* **Description of the task**: Go through the data and say how many lines include the string "FinalError"; return only the figure.

(Available data begins)

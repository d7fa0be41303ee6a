use rsa::pkcs8::DecodePublicKey;
use rsa::RsaPublicKey;
use x509_cert::der::{Decode, Encode};
use x509_cert::Certificate;

use uasc_types::{Error, EncodingResult, StatusCode};

use crate::pkey::PublicKey;

/// Parses a DER-encoded X.509 certificate and extracts its RSA public key,
/// used to verify the asymmetric signature on an OpenSecureChannel request
/// and to encrypt the response back to the sender.
pub fn public_key_from_certificate(der: &[u8]) -> EncodingResult<PublicKey> {
    let cert = Certificate::from_der(der)
        .map_err(|e| Error::new(StatusCode::BadCertificateInvalid, e.to_string()))?;
    let spki = cert.tbs_certificate.subject_public_key_info;
    let spki_der = spki
        .to_der()
        .map_err(|e| Error::new(StatusCode::BadCertificateInvalid, e.to_string()))?;
    let public_key = RsaPublicKey::from_public_key_der(&spki_der)
        .map_err(|e| Error::new(StatusCode::BadCertificateInvalid, e.to_string()))?;
    Ok(PublicKey::from_rsa(public_key))
}

#[cfg(test)]
mod tests {
    use super::*;

    #[test]
    fn rejects_garbage_der() {
        assert!(public_key_from_certificate(&[1, 2, 3]).is_err());
    }
}
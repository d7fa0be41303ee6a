use std::io::{Cursor, Read, Write};

use uasc_types::{
    read_u32, write_u32, DecodingOptions, Error, EncodingResult, SimpleBinaryDecodable,
    SimpleBinaryEncodable, StatusCode, UaNullable,
};

/// `message_type` (3 bytes) + `is_final` (1 byte) + `message_size` (4
/// bytes) + `secure_channel_id` (4 bytes).
pub const MESSAGE_CHUNK_HEADER_SIZE: usize = 3 + 1 + 4 + 4;

/// Offset of the `message_size` field within the header, used when a
/// chunk's declared size needs patching after the body is written.
pub const MESSAGE_SIZE_OFFSET: usize = 3 + 1;

const MESSAGE_CHUNK: [u8; 3] = *b"MSG";
const OPEN_SECURE_CHANNEL_CHUNK: [u8; 3] = *b"OPN";
const CLOSE_SECURE_CHANNEL_CHUNK: [u8; 3] = *b"CLO";

const CHUNK_FINAL: u8 = b'F';
const CHUNK_INTERMEDIATE: u8 = b'C';
const CHUNK_FINAL_ERROR: u8 = b'A';

#[derive(Debug, Clone, Copy, PartialEq, Eq, Hash)]
pub enum MessageChunkType {
    Message,
    OpenSecureChannel,
    CloseSecureChannel,
}

impl MessageChunkType {
    pub fn is_open_secure_channel(self) -> bool {
        matches!(self, MessageChunkType::OpenSecureChannel)
    }

    fn marker(self) -> [u8; 3] {
        match self {
            MessageChunkType::Message => MESSAGE_CHUNK,
            MessageChunkType::OpenSecureChannel => OPEN_SECURE_CHANNEL_CHUNK,
            MessageChunkType::CloseSecureChannel => CLOSE_SECURE_CHANNEL_CHUNK,
        }
    }

    fn from_marker(marker: [u8; 3]) -> EncodingResult<Self> {
        Ok(match marker {
            MESSAGE_CHUNK => MessageChunkType::Message,
            OPEN_SECURE_CHANNEL_CHUNK => MessageChunkType::OpenSecureChannel,
            CLOSE_SECURE_CHANNEL_CHUNK => MessageChunkType::CloseSecureChannel,
            _ => {
                return Err(Error::new(
                    StatusCode::BadTcpMessageTypeInvalid,
                    "unrecognised chunk message type marker",
                ))
            }
        })
    }
}

/// Whether this chunk is the only (or last) piece of a message, an
/// intermediate piece, or an abort marker replacing the rest of the
/// message.
#[derive(Debug, Clone, Copy, PartialEq, Eq, Hash)]
pub enum MessageIsFinalType {
    Intermediate,
    Final,
    FinalError,
}

impl MessageIsFinalType {
    fn marker(self) -> u8 {
        match self {
            MessageIsFinalType::Intermediate => CHUNK_INTERMEDIATE,
            MessageIsFinalType::Final => CHUNK_FINAL,
            MessageIsFinalType::FinalError => CHUNK_FINAL_ERROR,
        }
    }

    fn from_marker(marker: u8) -> EncodingResult<Self> {
        Ok(match marker {
            CHUNK_FINAL => MessageIsFinalType::Final,
            CHUNK_INTERMEDIATE => MessageIsFinalType::Intermediate,
            CHUNK_FINAL_ERROR => MessageIsFinalType::FinalError,
            _ => {
                return Err(Error::new(
                    StatusCode::BadTcpMessageTypeInvalid,
                    "unrecognised chunk is-final marker",
                ))
            }
        })
    }
}

#[derive(Debug, Clone, Copy, PartialEq, Eq, Hash)]
pub struct MessageChunkHeader {
    pub message_type: MessageChunkType,
    pub is_final: MessageIsFinalType,
    pub message_size: u32,
    pub secure_channel_id: u32,
}

impl UaNullable for MessageChunkHeader {}

impl SimpleBinaryEncodable for MessageChunkHeader {
    fn byte_len(&self) -> usize {
        MESSAGE_CHUNK_HEADER_SIZE
    }

    fn encode<S: Write + ?Sized>(&self, stream: &mut S) -> EncodingResult<usize> {
        uasc_types::write_bytes(stream, &self.message_type.marker())?;
        uasc_types::write_u8(stream, self.is_final.marker())?;
        write_u32(stream, self.message_size)?;
        write_u32(stream, self.secure_channel_id)?;
        Ok(MESSAGE_CHUNK_HEADER_SIZE)
    }
}

impl SimpleBinaryDecodable for MessageChunkHeader {
    fn decode<S: Read + ?Sized>(
        stream: &mut S,
        decoding_options: &DecodingOptions,
    ) -> EncodingResult<Self> {
        let mut marker = [0u8; 3];
        stream
            .read_exact(&mut marker)
            .map_err(uasc_types::Error::from)?;
        let message_type = MessageChunkType::from_marker(marker)?;
        let is_final = MessageIsFinalType::from_marker(uasc_types::read_u8(stream)?)?;
        let message_size = read_u32(stream)?;
        if message_size as usize > decoding_options.max_message_size {
            return Err(Error::new(
                StatusCode::BadTcpMessageTooLarge,
                "chunk claims a message size above the configured maximum",
            ));
        }
        let secure_channel_id = read_u32(stream)?;
        Ok(MessageChunkHeader {
            message_type,
            is_final,
            message_size,
            secure_channel_id,
        })
    }
}

/// One physical chunk as it travels on the wire: a header followed by the
/// (still possibly encrypted/signed) security header, sequence header and
/// body bytes. `data` always holds the full encoded chunk.
#[derive(Debug, Clone, PartialEq, Eq)]
pub struct MessageChunk {
    pub data: Vec<u8>,
}

impl MessageChunk {
    pub fn new(
        message_type: MessageChunkType,
        is_final: MessageIsFinalType,
        secure_channel_id: u32,
        header_and_body: &[u8],
    ) -> EncodingResult<Self> {
        let header = MessageChunkHeader {
            message_type,
            is_final,
            message_size: (MESSAGE_CHUNK_HEADER_SIZE + header_and_body.len()) as u32,
            secure_channel_id,
        };
        let mut data = Vec::with_capacity(header.message_size as usize);
        header.encode(&mut data)?;
        data.extend_from_slice(header_and_body);
        Ok(MessageChunk { data })
    }

    pub fn message_header(&self, decoding_options: &DecodingOptions) -> EncodingResult<MessageChunkHeader> {
        let mut cursor = Cursor::new(&self.data);
        MessageChunkHeader::decode(&mut cursor, decoding_options)
    }

    pub fn body(&self) -> &[u8] {
        &self.data[MESSAGE_CHUNK_HEADER_SIZE..]
    }

    pub fn decode<S: Read + ?Sized>(
        stream: &mut S,
        decoding_options: &DecodingOptions,
    ) -> EncodingResult<Self> {
        let mut header_buf = [0u8; MESSAGE_CHUNK_HEADER_SIZE];
        stream
            .read_exact(&mut header_buf)
            .map_err(uasc_types::Error::from)?;
        let mut cursor = Cursor::new(&header_buf[..]);
        let header = MessageChunkHeader::decode(&mut cursor, decoding_options)?;

        let mut data = Vec::with_capacity(header.message_size as usize);
        data.extend_from_slice(&header_buf);
        let remaining = header.message_size as usize - MESSAGE_CHUNK_HEADER_SIZE;
        let mut body = vec![0u8; remaining];
        stream.read_exact(&mut body).map_err(uasc_types::Error::from)?;
        data.extend_from_slice(&body);
        Ok(MessageChunk { data })
    }
}

#[cfg(test)]
mod tests {
    use super::*;

    #[test]
    fn header_round_trip() {
        let header = MessageChunkHeader {
            message_type: MessageChunkType::Message,
            is_final: MessageIsFinalType::Final,
            message_size: 123,
            secure_channel_id: 7,
        };
        let mut buf = Vec::new();
        header.encode(&mut buf).unwrap();
        assert_eq!(buf.len(), MESSAGE_CHUNK_HEADER_SIZE);
        let mut cursor = Cursor::new(buf);
        let decoded = MessageChunkHeader::decode(&mut cursor, &DecodingOptions::default()).unwrap();
        assert_eq!(header, decoded);
    }

    #[test]
    fn chunk_round_trip_through_stream() {
        let chunk = MessageChunk::new(
            MessageChunkType::OpenSecureChannel,
            MessageIsFinalType::Final,
            1,
            b"hello body",
        )
        .unwrap();
        let mut cursor = Cursor::new(chunk.data.clone());
        let decoded = MessageChunk::decode(&mut cursor, &DecodingOptions::default()).unwrap();
        assert_eq!(chunk, decoded);
        assert_eq!(decoded.body(), b"hello body");
    }

    #[test]
    fn oversized_message_size_is_rejected() {
        let header = MessageChunkHeader {
            message_type: MessageChunkType::Message,
            is_final: MessageIsFinalType::Final,
            message_size: u32::MAX,
            secure_channel_id: 1,
        };
        let mut buf = Vec::new();
        header.encode(&mut buf).unwrap();
        let mut cursor = Cursor::new(buf);
        assert!(MessageChunkHeader::decode(&mut cursor, &DecodingOptions::default()).is_err());
    }
}
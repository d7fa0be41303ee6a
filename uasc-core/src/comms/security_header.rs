use std::io::{Read, Write};

use uasc_types::{
    read_u32, write_u32, ByteString, DecodingOptions, Error, EncodingResult,
    SimpleBinaryDecodable, SimpleBinaryEncodable, StatusCode, UAString, UaNullable,
};
use uasc_crypto::certificate_store::THUMBPRINT_SIZE;

/// Certificate bytes above this length are rejected without attempting to
/// parse them, so a hostile HELLO/OPN cannot force a large allocation
/// before any policy negotiation has happened.
pub const MAX_CERTIFICATE_LENGTH: usize = 7500;

/// `token_id` identifying which generation of derived symmetric keys
/// secures this chunk (MSG/CLO).
#[derive(Debug, Clone, Copy, PartialEq, Eq, Hash, Default)]
pub struct SymmetricSecurityHeader {
    pub token_id: u32,
}

impl UaNullable for SymmetricSecurityHeader {}

impl SimpleBinaryEncodable for SymmetricSecurityHeader {
    fn byte_len(&self) -> usize {
        4
    }

    fn encode<S: Write + ?Sized>(&self, stream: &mut S) -> EncodingResult<usize> {
        write_u32(stream, self.token_id)
    }
}

impl SimpleBinaryDecodable for SymmetricSecurityHeader {
    fn decode<S: Read + ?Sized>(
        stream: &mut S,
        _decoding_options: &DecodingOptions,
    ) -> EncodingResult<Self> {
        Ok(SymmetricSecurityHeader {
            token_id: read_u32(stream)?,
        })
    }
}

/// Security header carried by an OPN chunk: the negotiated policy plus the
/// sender's own certificate and, once known, the thumbprint of the
/// receiver's certificate the sender encrypted against.
#[derive(Debug, Clone, Default, PartialEq, Eq, Hash)]
pub struct AsymmetricSecurityHeader {
    pub security_policy_uri: UAString,
    pub sender_certificate: ByteString,
    pub receiver_certificate_thumbprint: ByteString,
}

impl AsymmetricSecurityHeader {
    pub fn none() -> Self {
        AsymmetricSecurityHeader {
            security_policy_uri: UAString::from(uasc_crypto::SecurityPolicy::None.to_uri()),
            sender_certificate: ByteString::null(),
            receiver_certificate_thumbprint: ByteString::null(),
        }
    }

    pub fn new(policy_uri: &str, sender_certificate: ByteString, receiver_thumbprint: ByteString) -> Self {
        AsymmetricSecurityHeader {
            security_policy_uri: UAString::from(policy_uri),
            sender_certificate,
            receiver_certificate_thumbprint: receiver_thumbprint,
        }
    }

    fn validate(&self) -> EncodingResult<()> {
        if self.sender_certificate.as_bytes().len() > MAX_CERTIFICATE_LENGTH {
            return Err(Error::new(
                StatusCode::BadCertificateInvalid,
                "sender certificate exceeds the maximum accepted length",
            ));
        }
        if !self.receiver_certificate_thumbprint.is_null()
            && self.receiver_certificate_thumbprint.as_bytes().len() != THUMBPRINT_SIZE
        {
            return Err(Error::new(
                StatusCode::BadCertificateInvalid,
                "receiver certificate thumbprint is not 20 bytes",
            ));
        }
        Ok(())
    }
}

impl UaNullable for AsymmetricSecurityHeader {}

impl SimpleBinaryEncodable for AsymmetricSecurityHeader {
    fn byte_len(&self) -> usize {
        self.security_policy_uri.byte_len()
            + self.sender_certificate.byte_len()
            + self.receiver_certificate_thumbprint.byte_len()
    }

    fn encode<S: Write + ?Sized>(&self, stream: &mut S) -> EncodingResult<usize> {
        self.validate()?;
        let mut size = self.security_policy_uri.encode(stream)?;
        size += self.sender_certificate.encode(stream)?;
        size += self.receiver_certificate_thumbprint.encode(stream)?;
        Ok(size)
    }
}

impl SimpleBinaryDecodable for AsymmetricSecurityHeader {
    fn decode<S: Read + ?Sized>(
        stream: &mut S,
        decoding_options: &DecodingOptions,
    ) -> EncodingResult<Self> {
        let header = AsymmetricSecurityHeader {
            security_policy_uri: UAString::decode(stream, decoding_options)?,
            sender_certificate: ByteString::decode(stream, decoding_options)?,
            receiver_certificate_thumbprint: ByteString::decode(stream, decoding_options)?,
        };
        header.validate()?;
        Ok(header)
    }
}

/// Either shape of security header, selected by the chunk's message type:
/// OPN chunks carry [`AsymmetricSecurityHeader`], MSG/CLO carry
/// [`SymmetricSecurityHeader`].
#[derive(Debug, Clone, PartialEq, Eq)]
pub enum SecurityHeader {
    Asymmetric(AsymmetricSecurityHeader),
    Symmetric(SymmetricSecurityHeader),
}

impl SecurityHeader {
    pub fn decode_from_stream<S: Read + ?Sized>(
        stream: &mut S,
        is_open_secure_channel: bool,
        decoding_options: &DecodingOptions,
    ) -> EncodingResult<Self> {
        if is_open_secure_channel {
            Ok(SecurityHeader::Asymmetric(AsymmetricSecurityHeader::decode(
                stream,
                decoding_options,
            )?))
        } else {
            Ok(SecurityHeader::Symmetric(SymmetricSecurityHeader::decode(
                stream,
                decoding_options,
            )?))
        }
    }

    pub fn byte_len(&self) -> usize {
        match self {
            SecurityHeader::Asymmetric(h) => h.byte_len(),
            SecurityHeader::Symmetric(h) => h.byte_len(),
        }
    }

    pub fn encode<S: Write + ?Sized>(&self, stream: &mut S) -> EncodingResult<usize> {
        match self {
            SecurityHeader::Asymmetric(h) => h.encode(stream),
            SecurityHeader::Symmetric(h) => h.encode(stream),
        }
    }
}

/// Per-chunk sequence header: strictly increasing `sequence_number` plus
/// the `request_id` binding every chunk of a message to the same request.
#[derive(Debug, Clone, Copy, PartialEq, Eq, Hash, Default)]
pub struct SequenceHeader {
    pub sequence_number: u32,
    pub request_id: u32,
}

impl UaNullable for SequenceHeader {}

impl SimpleBinaryEncodable for SequenceHeader {
    fn byte_len(&self) -> usize {
        8
    }

    fn encode<S: Write + ?Sized>(&self, stream: &mut S) -> EncodingResult<usize> {
        let mut size = write_u32(stream, self.sequence_number)?;
        size += write_u32(stream, self.request_id)?;
        Ok(size)
    }
}

impl SimpleBinaryDecodable for SequenceHeader {
    fn decode<S: Read + ?Sized>(
        stream: &mut S,
        _decoding_options: &DecodingOptions,
    ) -> EncodingResult<Self> {
        Ok(SequenceHeader {
            sequence_number: read_u32(stream)?,
            request_id: read_u32(stream)?,
        })
    }
}

#[cfg(test)]
mod tests {
    use super::*;

    #[test]
    fn none_header_round_trip() {
        let header = AsymmetricSecurityHeader::none();
        let mut buf = Vec::new();
        header.encode(&mut buf).unwrap();
        let mut cursor = std::io::Cursor::new(buf);
        let decoded =
            AsymmetricSecurityHeader::decode(&mut cursor, &DecodingOptions::default()).unwrap();
        assert_eq!(header, decoded);
    }

    #[test]
    fn bad_thumbprint_length_is_rejected() {
        let header = AsymmetricSecurityHeader::new(
            "http://opcfoundation.org/UA/SecurityPolicy#None",
            ByteString::null(),
            ByteString::from(vec![1, 2, 3]),
        );
        let mut buf = Vec::new();
        assert!(header.encode(&mut buf).is_err());
    }

    #[test]
    fn sequence_header_round_trip() {
        let header = SequenceHeader {
            sequence_number: 5,
            request_id: 9,
        };
        let mut buf = Vec::new();
        header.encode(&mut buf).unwrap();
        let mut cursor = std::io::Cursor::new(buf);
        let decoded = SequenceHeader::decode(&mut cursor, &DecodingOptions::default()).unwrap();
        assert_eq!(header, decoded);
    }
}
use std::collections::HashSet;

use uasc_types::StatusCode;

/// One bound endpoint: the url it was opened under, and the set of channel
/// ids currently accepted on it. Closing the listener doesn't touch sockets
/// directly — it hands back the channel ids the caller must tear down.
pub struct EndpointListener {
    url: String,
    accepted: HashSet<u32>,
    open: bool,
}

impl EndpointListener {
    pub fn new(url: impl Into<String>) -> Self {
        EndpointListener {
            url: url.into(),
            accepted: HashSet::new(),
            open: true,
        }
    }

    pub fn url(&self) -> &str {
        &self.url
    }

    pub fn is_open(&self) -> bool {
        self.open
    }

    pub fn accepted_channels(&self) -> impl Iterator<Item = u32> + '_ {
        self.accepted.iter().copied()
    }

    /// Records a freshly-accepted channel. Refuses once the listener has
    /// been closed: a socket that raced the close is the caller's problem to
    /// tear down, not this listener's to track.
    pub fn accept(&mut self, channel_id: u32) -> Result<(), StatusCode> {
        if !self.open {
            return Err(StatusCode::BadTcpServerTooBusy);
        }
        self.accepted.insert(channel_id);
        Ok(())
    }

    pub fn forget(&mut self, channel_id: u32) {
        self.accepted.remove(&channel_id);
    }

    /// Stops accepting new channels and returns every channel id that was
    /// open, for the caller to transition to `Closing` and tear down.
    pub fn close(&mut self) -> Vec<u32> {
        self.open = false;
        self.accepted.drain().collect()
    }
}

#[cfg(test)]
mod tests {
    use super::*;

    #[test]
    fn accepts_channels_while_open() {
        let mut listener = EndpointListener::new("opc.tcp://host:4841/ep");
        assert!(listener.accept(1).is_ok());
        assert!(listener.accept(2).is_ok());
        assert_eq!(listener.accepted_channels().count(), 2);
    }

    #[test]
    fn close_returns_every_accepted_channel_and_refuses_new_ones() {
        let mut listener = EndpointListener::new("opc.tcp://host:4841/ep");
        listener.accept(1).unwrap();
        listener.accept(2).unwrap();

        let mut closed = listener.close();
        closed.sort_unstable();
        assert_eq!(closed, vec![1, 2]);
        assert!(!listener.is_open());
        assert_eq!(
            listener.accept(3).unwrap_err(),
            StatusCode::BadTcpServerTooBusy
        );
    }

    #[test]
    fn forget_drops_a_single_channel() {
        let mut listener = EndpointListener::new("opc.tcp://host:4841/ep");
        listener.accept(1).unwrap();
        listener.forget(1);
        assert_eq!(listener.accepted_channels().count(), 0);
    }
}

(Available data ends)

* **Written response**: 3